(Beginning of Material supplied)

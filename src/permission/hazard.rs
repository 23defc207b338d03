//! Fire and explosion admissibility
//!
//! Narrower than full resolution: no subject, no cache. Unknown worlds are
//! outside the system and always admit; broken claim data never does.

use crate::core::config::{FireConfig, WarConfig};
use crate::core::error::ProtectionError;
use crate::permission::action::Material;
use crate::permission::resolver::{unaffiliated_in_war, unaffiliated_in_war_explosion};
use crate::spatial::coord::Coordinate;
use crate::territory::index::{CellView, TerritoryIndex};

enum Lookup<'b> {
    /// World not registered: outside the system
    Outside,
    /// Claim data is broken
    Broken,
    Cell(CellView<'b>),
}

fn lookup<'b>(index: &'b TerritoryIndex, coordinate: &'b Coordinate) -> Lookup<'b> {
    match index.view(coordinate) {
        Ok(view) => Lookup::Cell(view),
        Err(ProtectionError::WorldNotFound(_)) => Lookup::Outside,
        Err(err) => {
            tracing::debug!("Hazard check at {} failed: {}", coordinate, err);
            Lookup::Broken
        }
    }
}

pub struct HazardCheck<'a> {
    index: &'a TerritoryIndex,
    war: &'a WarConfig,
    fire: &'a FireConfig,
}

impl<'a> HazardCheck<'a> {
    pub fn new(index: &'a TerritoryIndex, war: &'a WarConfig, fire: &'a FireConfig) -> Self {
        Self { index, war, fire }
    }

    /// Whether fire may start or spread at `coordinate`
    ///
    /// `beneath` is the material directly under the burning block; a
    /// fire-proof base vetoes ignition.
    pub fn can_ignite(&self, coordinate: &Coordinate, beneath: Option<&Material>) -> bool {
        let view = match lookup(self.index, coordinate) {
            Lookup::Cell(view) => view,
            Lookup::Outside => return true,
            Lookup::Broken => return false,
        };
        if !view.settings.using_protection {
            return true;
        }

        if let Some(zone) = view.zone {
            if !zone.allow_fire {
                tracing::debug!("Cancelled ignition within conflict zone {}", coordinate);
            }
            return zone.allow_fire;
        }

        if let Some(base) = beneath {
            if self.fire.fire_proof_base_materials.contains(base) {
                tracing::debug!("Cancelled ignition above {} at {}", base, coordinate);
                return false;
            }
        }

        let allowed = match (view.claim, view.group) {
            (Some(claim), Some(group)) => {
                (claim.flags.fire || group.fire || view.settings.force_fire)
                    && !unaffiliated_in_war(view.settings, self.war, group)
            }
            _ => view.settings.fire,
        };
        if !allowed {
            tracing::debug!("Cancelled ignition within {}", coordinate);
        }
        allowed
    }

    /// Whether an explosion may destroy terrain at `coordinate`
    pub fn can_explode(&self, coordinate: &Coordinate) -> bool {
        let view = match lookup(self.index, coordinate) {
            Lookup::Cell(view) => view,
            Lookup::Outside => return true,
            Lookup::Broken => return false,
        };

        if let Some(zone) = view.zone {
            if !zone.allow_explosions {
                return false;
            }
        }

        match (view.claim, view.group) {
            (Some(claim), Some(group)) => {
                if view.settings.using_protection && !view.settings.force_explosions {
                    let carved_out =
                        unaffiliated_in_war_explosion(view.settings, self.war, group);
                    claim.flags.explosion && !carved_out
                } else {
                    true
                }
            }
            _ => view.settings.explosions,
        }
    }
}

(End of Material supplied)

## Task description
Return the opening line of the data and every line after it through the line containing "fn lookup<'b>(index: &'b", please, exactly as written and with nothing added.

## Answer box
filename src/permission/hazard.rs
repository 23defc207b338d03
//! Fire and explosion admissibility
//!
//! Narrower than full resolution: no subject, no cache. Unknown worlds are
//! outside the system and always admit; broken claim data never does.

use crate::core::config::{FireConfig, WarConfig};
use crate::core::error::ProtectionError;
use crate::permission::action::Material;
use crate::permission::resolver::{unaffiliated_in_war, unaffiliated_in_war_explosion};
use crate::spatial::coord::Coordinate;
use crate::territory::index::{CellView, TerritoryIndex};

enum Lookup<'b> {
    /// World not registered: outside the system
    Outside,
    /// Claim data is broken
    Broken,
    Cell(CellView<'b>),
}

fn lookup<'b>(index: &'b TerritoryIndex, coordinate: &'b Coordinate) -> Lookup<'b> {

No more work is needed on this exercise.